O poeta Olavo Bilac é uma figura representativa do momento de profissionalização do “homem de letras” a partir da integração entre jornalismo, literatura e mercado (COSTA, 2004). Além de sua extensa produção literária, reconhecida na época, esse ourives da palavra escrevia crônicas leves e coloquiais nos jornais e alugava sua pena ao cada vez maior número de comerciantes em busca de anúncios. Bilac beneficiou-se do fortalecimento administrativo e econômico dos periódicos, atuando em praticamente todas as frentes e enriquecendo com elas.

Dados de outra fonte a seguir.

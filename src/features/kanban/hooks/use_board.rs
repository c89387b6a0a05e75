use gloo_timers::callback::Timeout;
use leptos::prelude::*;

use crate::core::services::{use_board_socket, ConnectionState};
use crate::features::kanban::board::{BoardState, DragSlot};
use crate::models::{Task, TaskStatus};

pub struct BoardHook {
    pub board: ReadSignal<BoardState>,
    pub connection: Signal<ConnectionState>,
    /// Card showing the `dragging` class; trails the drag slot by one tick.
    pub dragging: ReadSignal<Option<String>>,
    pub start_drag: Callback<String>,
    pub end_drag: Callback<()>,
    pub drop_on: Callback<TaskStatus>,
    pub move_to: Callback<(String, TaskStatus)>,
}

pub fn use_board(project_id: Option<String>, tasks: Vec<Task>) -> BoardHook {
    let board = RwSignal::new(BoardState::new(project_id, tasks));
    let (dragging, set_dragging) = signal::<Option<String>>(None);
    let drag = StoredValue::new(DragSlot::default());

    let socket = use_board_socket(move |message| {
        web_sys::console::log_1(&format!("Socket message: {:?}", message).into());
        board.update(|b| {
            if !b.apply(message) {
                web_sys::console::log_1(&"Socket message did not match any card".into());
            }
        });
    });
    let send = socket.send;

    let start_drag = Callback::new(move |task_id: String| {
        drag.update_value(|d| d.begin(task_id.clone()));
        // Applied on the next tick so the drag image is taken without the class.
        Timeout::new(0, move || {
            if drag.with_value(|d| d.current() == Some(task_id.as_str())) {
                set_dragging.set(Some(task_id));
            }
        })
        .forget();
    });

    let end_drag = Callback::new(move |_: ()| {
        drag.update_value(|d| d.end());
        set_dragging.set(None);
    });

    // The drop re-renders the columns, so the source card may never see its
    // dragend. The drop itself ends the gesture.
    let drop_on = Callback::new(move |status: TaskStatus| {
        let sent = board
            .try_update(|b| drag.try_update_value(|d| b.drop_on(d, status)))
            .flatten()
            .flatten();
        set_dragging.set(None);
        if let Some(message) = sent {
            web_sys::console::log_1(&format!("Moving task: {:?}", message).into());
            send.run(message);
        }
    });

    let move_to = Callback::new(move |(task_id, status): (String, TaskStatus)| {
        let mut slot = DragSlot::default();
        slot.begin(task_id);
        let sent = board.try_update(|b| b.drop_on(&mut slot, status)).flatten();
        if let Some(message) = sent {
            send.run(message);
        }
    });

    BoardHook {
        board: board.read_only(),
        connection: socket.connection,
        dragging,
        start_drag,
        end_drag,
        drop_on,
        move_to,
    }
}
use leptos::ev;
use leptos::prelude::*;

use super::task_card::TaskCard;
use crate::components::context_menu::MenuState;
use crate::features::kanban::board::BoardState;
use crate::models::TaskStatus;

#[component]
pub fn KanbanColumn(
    status: TaskStatus,
    board: ReadSignal<BoardState>,
    dragging: ReadSignal<Option<String>>,
    menus: RwSignal<MenuState>,
    start_drag: Callback<String>,
    end_drag: Callback<()>,
    drop_on: Callback<TaskStatus>,
    move_to: Callback<(String, TaskStatus)>,
) -> impl IntoView {
    view! {
        <div
            class="kanban-column"
            data-status=status.key()
            on:dragover=move |e: ev::DragEvent| e.prevent_default()
            on:drop=move |e: ev::DragEvent| {
                e.prevent_default();
                drop_on.run(status);
            }
        >
            <div class="column-header">
                <h3>{status.as_str()}</h3>
                <span class="task-count">{move || board.with(|b| b.count(status))}</span>
            </div>
            <div class="column-content">
                {move || {
                    board.with(|b| b.column(status))
                        .into_iter()
                        .map(|task| view! {
                            <TaskCard
                                task=task
                                dragging=dragging
                                menus=menus
                                start_drag=start_drag
                                end_drag=end_drag
                                move_to=move_to
                            />
                        })
                        .collect::<Vec<_>>()
                }}
            </div>
        </div>
    }
}
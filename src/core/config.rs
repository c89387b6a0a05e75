use leptos_use::ReconnectLimit;

use super::services::bootstrap::Bootstrap;

const SOCKET_PATH: &str = "/ws";

/// Client settings, resolved once at start and provided through context.
#[derive(Debug, Clone, PartialEq)]
pub struct BoardConfig {
    pub socket_url: String,
    /// Pause between reconnect attempts after the socket drops.
    pub reconnect_interval_ms: u64,
    /// `None` keeps retrying forever.
    pub max_reconnects: Option<u64>,
    /// Years shown either side of today in the calendar year selector.
    pub year_span: i32,
}

impl Default for BoardConfig {
    fn default() -> Self {
        Self {
            socket_url: format!("ws://localhost:5000{}", SOCKET_PATH),
            reconnect_interval_ms: 3000,
            max_reconnects: None,
            year_span: 5,
        }
    }
}

impl BoardConfig {
    pub fn from_bootstrap(bootstrap: &Bootstrap) -> Self {
        let socket_url = bootstrap
            .socket_url
            .clone()
            .filter(|url| !url.is_empty())
            .or_else(page_socket_url)
            .unwrap_or_else(|| Self::default().socket_url);

        Self {
            socket_url,
            ..Self::default()
        }
    }

    pub fn reconnect_limit(&self) -> ReconnectLimit {
        match self.max_reconnects {
            Some(limit) => ReconnectLimit::Limited(limit),
            None => ReconnectLimit::Infinite,
        }
    }
}

/// Socket URL on the same host as the page, `wss:` under `https:`.
pub fn socket_url_for(protocol: &str, host: &str) -> String {
    let ws_protocol = if protocol == "https:" { "wss:" } else { "ws:" };
    format!("{}//{}{}", ws_protocol, host, SOCKET_PATH)
}

fn page_socket_url() -> Option<String> {
    let location = web_sys::window()?.location();
    let protocol = location.protocol().ok()?;
    let host = location.host().ok().filter(|h| !h.is_empty())?;
    Some(socket_url_for(&protocol, &host))
}

#[cfg(test)]
mod tests {
    use super::*;

    #[test]
    fn test_socket_url_follows_page_protocol() {
        assert_eq!(socket_url_for("http:", "board.local:8080"), "ws://board.local:8080/ws");
        assert_eq!(socket_url_for("https:", "board.example"), "wss://board.example/ws");
    }

    #[test]
    fn test_bootstrap_socket_url_wins() {
        let bootstrap = Bootstrap {
            socket_url: Some("ws://relay:9000/ws".to_string()),
            ..Bootstrap::default()
        };
        assert_eq!(BoardConfig::from_bootstrap(&bootstrap).socket_url, "ws://relay:9000/ws");
    }

    #[test]
    fn test_default_reconnects_forever() {
        let config = BoardConfig::default();
        assert_eq!(config.reconnect_interval_ms, 3000);
        assert!(matches!(config.reconnect_limit(), ReconnectLimit::Infinite));
    }

    #[test]
    fn test_reconnect_limit_from_max_reconnects() {
        let config = BoardConfig {
            max_reconnects: Some(5),
            ..BoardConfig::default()
        };
        assert!(matches!(config.reconnect_limit(), ReconnectLimit::Limited(5)));
    }
}
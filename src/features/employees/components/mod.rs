pub mod employee_modal;

pub use employee_modal::*;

Até o alvorecer do século XX, portanto, a imprensa brasileira caracteriza-se pela simbiose entre jornalismo, literatura e política: houve quem se dedicasse apenas à política, houve quem só buscasse um espaço para dar visibilidade às suas criações artísticas. Mais comum, no entanto, era circular por todos esses campos, em crônicas, editoriais e comentários – sem sair da poltrona.